WHAT TO DO → Below are the records; copy each line in which "every" occurs.

#### MATERIAL SUPPLIED

impl NDArrayNumericTensor {
    pub fn dtype(&self) -> DType {
        match self {
            NDArrayNumericTensor::F64(_) => DType::F64,
            NDArrayNumericTensor::F32(_) => DType::F32,
            NDArrayNumericTensor::BF16(_) => DType::BF16,
            NDArrayNumericTensor::F16(_) => DType::F16,
            NDArrayNumericTensor::I64(_) => DType::I64,
            NDArrayNumericTensor::I32(_) => DType::I32,
            NDArrayNumericTensor::U32(_) => DType::U32,
            NDArrayNumericTensor::U8(_) => DType::U8,
            NDArrayNumericTensor::BOOL(_) => DType::BOOL,
        }
    }

    pub fn shape(&self) -> &[usize] {
        for_each_variant!(self, x => x.shape())
    }

    pub fn rank(&self) -> usize {
        self.shape().len()
    }

    pub fn num_elements(&self) -> usize {
        self.shape().iter().product()
    }

    /// Row-major copy of the contents widened to `f64`.
    pub fn to_f64_vec(&self) -> Vec<f64> {
        self.to_f64_array().iter().copied().collect()
    }

    fn to_f64_array(&self) -> ArcArray<f64, IxDyn> {
        match self {
            NDArrayNumericTensor::F64(x) => x.clone(),
            NDArrayNumericTensor::F32(x) => x.mapv(|v| v as f64).into_shared(),
            NDArrayNumericTensor::BF16(x) => x.mapv(|v| v.to_f64()).into_shared(),
            NDArrayNumericTensor::F16(x) => x.mapv(|v| v.to_f64()).into_shared(),
            NDArrayNumericTensor::I64(x) => x.mapv(|v| v as f64).into_shared(),
            NDArrayNumericTensor::I32(x) => x.mapv(|v| v as f64).into_shared(),
            NDArrayNumericTensor::U32(x) => x.mapv(|v| v as f64).into_shared(),
            NDArrayNumericTensor::U8(x) => x.mapv(|v| v as f64).into_shared(),
            NDArrayNumericTensor::BOOL(x) => x.mapv(|v| if v { 1.0 } else { 0.0 }).into_shared(),
        }
    }

    fn to_i64_array(&self) -> ArcArray<i64, IxDyn> {
        match self {
            NDArrayNumericTensor::I64(x) => x.clone(),
            NDArrayNumericTensor::I32(x) => x.mapv(|v| v as i64).into_shared(),
            NDArrayNumericTensor::U32(x) => x.mapv(|v| v as i64).into_shared(),
            NDArrayNumericTensor::U8(x) => x.mapv(|v| v as i64).into_shared(),
            NDArrayNumericTensor::BOOL(x) => x.mapv(|v| v as i64).into_shared(),
            _ => self.to_f64_array().mapv(|v| v as i64).into_shared(),
        }
    }

    fn from_f64_array(x: &ArcArray<f64, IxDyn>, dtype: DType) -> Self {
        match dtype {
            DType::F64 => NDArrayNumericTensor::F64(x.clone()),
            DType::F32 => NDArrayNumericTensor::F32(x.mapv(|v| v as f32).into_shared()),
            DType::BF16 => NDArrayNumericTensor::BF16(x.mapv(bf16::from_f64).into_shared()),
            DType::F16 => NDArrayNumericTensor::F16(x.mapv(f16::from_f64).into_shared()),
            DType::I64 => NDArrayNumericTensor::I64(x.mapv(|v| v as i64).into_shared()),
            DType::I32 => NDArrayNumericTensor::I32(x.mapv(|v| v as i32).into_shared()),
            DType::U32 => NDArrayNumericTensor::U32(x.mapv(|v| v as u32).into_shared()),
            DType::U8 => NDArrayNumericTensor::U8(x.mapv(|v| v as u8).into_shared()),
            DType::BOOL => NDArrayNumericTensor::BOOL(x.mapv(|v| v != 0.0).into_shared()),
        }
    }

    fn from_i64_array(x: &ArcArray<i64, IxDyn>, dtype: DType) -> Self {
        match dtype {
            DType::I64 => NDArrayNumericTensor::I64(x.clone()),
            DType::I32 => NDArrayNumericTensor::I32(x.mapv(|v| v as i32).into_shared()),
            DType::U32 => NDArrayNumericTensor::U32(x.mapv(|v| v as u32).into_shared()),
            DType::U8 => NDArrayNumericTensor::U8(x.mapv(|v| v as u8).into_shared()),
            DType::BOOL => NDArrayNumericTensor::BOOL(x.mapv(|v| v != 0).into_shared()),
            _ => Self::from_f64_array(&x.mapv(|v| v as f64).into_shared(), dtype),
        }
    }

    pub fn cast(&self, dtype: DType) -> Result<Self, NDArrayNumericTensorError> {
        if self.dtype() == dtype {
            return Ok(self.clone());
        }
        let source = self.dtype();
        // Integer to integer casts stay exact by avoiding the f64 detour
        if !source.is_float() && !dtype.is_float() {
            Ok(Self::from_i64_array(&self.to_i64_array(), dtype))
        } else {
            Ok(Self::from_f64_array(&self.to_f64_array(), dtype))
        }
    }

    pub fn zeros(shape: &[usize], dtype: DType) -> Self {
        Self::from_f64_array(&ArcArray::zeros(IxDyn(shape)), dtype)
    }

    pub fn ones(shape: &[usize], dtype: DType) -> Self {
        Self::from_f64_array(&ArcArray::ones(IxDyn(shape)), dtype)
    }

    pub fn random_uniform<G: Rng>(
        shape: &[usize],
        low: f64,
        high: f64,
        dtype: DType,
        rng: &mut G,
    ) -> Result<Self, NDArrayNumericTensorError> {
        if !dtype.is_float() {
            return Err(NDArrayNumericTensorError::UnsupportedOperationForDTypes(
                "random_uniform".to_string(),
                vec![dtype],
            ));
        }
        let n: usize = shape.iter().product();
        let values: Vec<f64> = (0..n)
            .map(|_| if high > low { rng.gen_range(low..high) } else { low })
            .collect();
        let x = ArcArray::from_shape_vec(IxDyn(shape), values)?;
        Ok(Self::from_f64_array(&x, dtype))
    }

    fn promoted(a: &Self, b: &Self) -> Result<(Self, Self), NDArrayNumericTensorError> {
        let dtype = DType::promote(a.dtype(), b.dtype());
        Ok((a.cast(dtype)?, b.cast(dtype)?))
    }

    fn try_binary_op(a: &Self, b: &Self, op: BinaryOperation) -> Result<Self, NDArrayNumericTensorError> {
        let (a, b) = Self::promoted(a, b)?;
        Ok(match (&a, &b) {
            (NDArrayNumericTensor::F64(a), NDArrayNumericTensor::F64(b)) => NDArrayNumericTensor::F64(op.apply(a, b)?),
            (NDArrayNumericTensor::F32(a), NDArrayNumericTensor::F32(b)) => NDArrayNumericTensor::F32(op.apply(a, b)?),
            (NDArrayNumericTensor::BF16(a), NDArrayNumericTensor::BF16(b)) => NDArrayNumericTensor::BF16(op.apply(a, b)?),
            (NDArrayNumericTensor::F16(a), NDArrayNumericTensor::F16(b)) => NDArrayNumericTensor::F16(op.apply(a, b)?),
            (NDArrayNumericTensor::I64(a), NDArrayNumericTensor::I64(b)) => NDArrayNumericTensor::I64(op.apply(a, b)?),
            (NDArrayNumericTensor::I32(a), NDArrayNumericTensor::I32(b)) => NDArrayNumericTensor::I32(op.apply(a, b)?),
            (NDArrayNumericTensor::U32(a), NDArrayNumericTensor::U32(b)) => NDArrayNumericTensor::U32(op.apply(a, b)?),
            (NDArrayNumericTensor::U8(a), NDArrayNumericTensor::U8(b)) => NDArrayNumericTensor::U8(op.apply(a, b)?),
            _ => {
                return Err(NDArrayNumericTensorError::UnsupportedOperationForDTypes(
                    op.to_string(),
                    vec![a.dtype(), b.dtype()],
                ));
            }
        })
    }

    pub fn add(a: &Self, b: &Self) -> Result<Self, NDArrayNumericTensorError> {
        Self::try_binary_op(a, b, BinaryOperation::Add)
    }

    pub fn sub(a: &Self, b: &Self) -> Result<Self, NDArrayNumericTensorError> {
        Self::try_binary_op(a, b, BinaryOperation::Sub)
    }

    pub fn mul(a: &Self, b: &Self) -> Result<Self, NDArrayNumericTensorError> {
        Self::try_binary_op(a, b, BinaryOperation::Mul)
    }

    pub fn div(a: &Self, b: &Self) -> Result<Self, NDArrayNumericTensorError> {
        Self::try_binary_op(a, b, BinaryOperation::Div)
    }

    pub fn neg(&self) -> Result<Self, NDArrayNumericTensorError> {
        Ok(match self {
            NDArrayNumericTensor::F64(x) => NDArrayNumericTensor::F64(x.mapv(|x| -x).into_shared()),
            NDArrayNumericTensor::F32(x) => NDArrayNumericTensor::F32(x.mapv(|x| -x).into_shared()),
            NDArrayNumericTensor::BF16(x) => NDArrayNumericTensor::BF16(x.mapv(|x| -x).into_shared()),
            NDArrayNumericTensor::F16(x) => NDArrayNumericTensor::F16(x.mapv(|x| -x).into_shared()),
            NDArrayNumericTensor::I64(x) => NDArrayNumericTensor::I64(x.mapv(|x| -x).into_shared()),
            NDArrayNumericTensor::I32(x) => NDArrayNumericTensor::I32(x.mapv(|x| -x).into_shared()),
            _ => {
                return Err(NDArrayNumericTensorError::UnsupportedOperationForDTypes(
                    "neg".to_string(),
                    vec![self.dtype()],
                ));
            }
        })
    }

    pub fn abs(&self) -> Result<Self, NDArrayNumericTensorError> {
        Ok(match self {
            NDArrayNumericTensor::F64(x) => NDArrayNumericTensor::F64(x.mapv(f64::abs).into_shared()),
            NDArrayNumericTensor::F32(x) => NDArrayNumericTensor::F32(x.mapv(f32::abs).into_shared()),
            NDArrayNumericTensor::BF16(x) => {
                NDArrayNumericTensor::BF16(x.mapv(|x| bf16::from_f32(x.to_f32().abs())).into_shared())
            }
            NDArrayNumericTensor::F16(x) => {
                NDArrayNumericTensor::F16(x.mapv(|x| f16::from_f32(x.to_f32().abs())).into_shared())
            }
            NDArrayNumericTensor::I64(x) => NDArrayNumericTensor::I64(x.mapv(i64::abs).into_shared()),
            NDArrayNumericTensor::I32(x) => NDArrayNumericTensor::I32(x.mapv(i32::abs).into_shared()),
            NDArrayNumericTensor::U32(_) | NDArrayNumericTensor::U8(_) => self.clone(),
            NDArrayNumericTensor::BOOL(_) => {
                return Err(NDArrayNumericTensorError::UnsupportedOperationForDTypes(
                    "abs".to_string(),
                    vec![self.dtype()],
                ));
            }
        })
    }

    fn try_unary_op(&self, op: UnaryOperation) -> Result<Self, NDArrayNumericTensorError> {
        // Integer inputs produce float64 like numpy does
        let input = if self.dtype().is_float() {
            self.clone()
        } else {
            self.cast(DType::F64)?
        };
        Ok(match &input {
            NDArrayNumericTensor::F64(x) => NDArrayNumericTensor::F64(op.apply(x)),
            NDArrayNumericTensor::F32(x) => NDArrayNumericTensor::F32(op.apply(x)),
            NDArrayNumericTensor::BF16(x) => NDArrayNumericTensor::BF16(op.apply(x)),
            NDArrayNumericTensor::F16(x) => NDArrayNumericTensor::F16(op.apply(x)),
            _ => {
                return Err(NDArrayNumericTensorError::UnsupportedOperationForDTypes(
                    op.to_string(),
                    vec![self.dtype()],
                ));
            }
        })
    }

    pub fn exp(&self) -> Result<Self, NDArrayNumericTensorError> {
        self.try_unary_op(UnaryOperation::Exp)
    }

    pub fn sqrt(&self) -> Result<Self, NDArrayNumericTensorError> {
        self.try_unary_op(UnaryOperation::Sqrt)
    }

    /// Sum over every element, producing a rank-0 tensor.
    pub fn sum_all(&self) -> Result<Self, NDArrayNumericTensorError> {
        let scalar = IxDyn(&[]);
        Ok(match self {
            NDArrayNumericTensor::F64(x) => NDArrayNumericTensor::F64(ArcArray::from_elem(scalar, x.sum())),
            NDArrayNumericTensor::F32(x) => NDArrayNumericTensor::F32(ArcArray::from_elem(scalar, x.sum())),
            NDArrayNumericTensor::BF16(_) | NDArrayNumericTensor::F16(_) => {
                // Accumulate in f32 to keep precision
                self.cast(DType::F32)?.sum_all()?.cast(self.dtype())?
            }
            NDArrayNumericTensor::I64(x) => NDArrayNumericTensor::I64(ArcArray::from_elem(scalar, x.sum())),
            NDArrayNumericTensor::I32(x) => NDArrayNumericTensor::I32(ArcArray::from_elem(scalar, x.sum())),
            NDArrayNumericTensor::U32(x) => NDArrayNumericTensor::U32(ArcArray::from_elem(scalar, x.sum())),
            NDArrayNumericTensor::U8(_) | NDArrayNumericTensor::BOOL(_) => self.cast(DType::I64)?.sum_all()?,
        })
    }

    /// Mean over every element, producing a rank-0 float tensor.
    pub fn mean_all(&self) -> Result<Self, NDArrayNumericTensorError> {
        let n = self.num_elements();
        let out_dtype = if self.dtype().is_float() {
            self.dtype()
        } else {
            DType::F64
        };
        let total: f64 = self.to_f64_array().sum();
        let mean = if n == 0 { f64::NAN } else { total / n as f64 };
        Ok(Self::from_f64_array(&ArcArray::from_elem(IxDyn(&[]), mean), out_dtype))
    }

    pub fn matmul(a: &Self, b: &Self) -> Result<Self, NDArrayNumericTensorError> {
        let (a, b) = Self::promoted(a, b)?;
        Ok(match (&a, &b) {
            (NDArrayNumericTensor::F64(a), NDArrayNumericTensor::F64(b)) => NDArrayNumericTensor::F64(ops::matmul(a, b)?),
            (NDArrayNumericTensor::F32(a), NDArrayNumericTensor::F32(b)) => NDArrayNumericTensor::F32(ops::matmul(a, b)?),
            (NDArrayNumericTensor::I64(a), NDArrayNumericTensor::I64(b)) => NDArrayNumericTensor::I64(ops::matmul(a, b)?),
            (NDArrayNumericTensor::I32(a), NDArrayNumericTensor::I32(b)) => NDArrayNumericTensor::I32(ops::matmul(a, b)?),
            (NDArrayNumericTensor::U32(a), NDArrayNumericTensor::U32(b)) => NDArrayNumericTensor::U32(ops::matmul(a, b)?),
            (NDArrayNumericTensor::U8(a), NDArrayNumericTensor::U8(b)) => NDArrayNumericTensor::U8(ops::matmul(a, b)?),
            (NDArrayNumericTensor::BF16(_), _) | (NDArrayNumericTensor::F16(_), _) => {
                let dtype = a.dtype();
                Self::matmul(&a.cast(DType::F32)?, &b.cast(DType::F32)?)?.cast(dtype)?
            }
            _ => {
                return Err(NDArrayNumericTensorError::UnsupportedOperationForDTypes(
                    "matmul".to_string(),
                    vec![a.dtype(), b.dtype()],
                ));
            }
        })
    }

    pub fn matrix_transpose(&self) -> Self {
        match self {
            NDArrayNumericTensor::F64(x) => NDArrayNumericTensor::F64(ops::matrix_transpose(x)),
            NDArrayNumericTensor::F32(x) => NDArrayNumericTensor::F32(ops::matrix_transpose(x)),
            NDArrayNumericTensor::BF16(x) => NDArrayNumericTensor::BF16(ops::matrix_transpose(x)),
            NDArrayNumericTensor::F16(x) => NDArrayNumericTensor::F16(ops::matrix_transpose(x)),
            NDArrayNumericTensor::I64(x) => NDArrayNumericTensor::I64(ops::matrix_transpose(x)),
            NDArrayNumericTensor::I32(x) => NDArrayNumericTensor::I32(ops::matrix_transpose(x)),
            NDArrayNumericTensor::U32(x) => NDArrayNumericTensor::U32(ops::matrix_transpose(x)),
            NDArrayNumericTensor::U8(x) => NDArrayNumericTensor::U8(ops::matrix_transpose(x)),
            NDArrayNumericTensor::BOOL(x) => NDArrayNumericTensor::BOOL(ops::matrix_transpose(x)),
        }
    }
}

########

RESPONSE TO THE TASK →
    /// Sum over every element, producing a rank-0 tensor.
    /// Mean over every element, producing a rank-0 float tensor.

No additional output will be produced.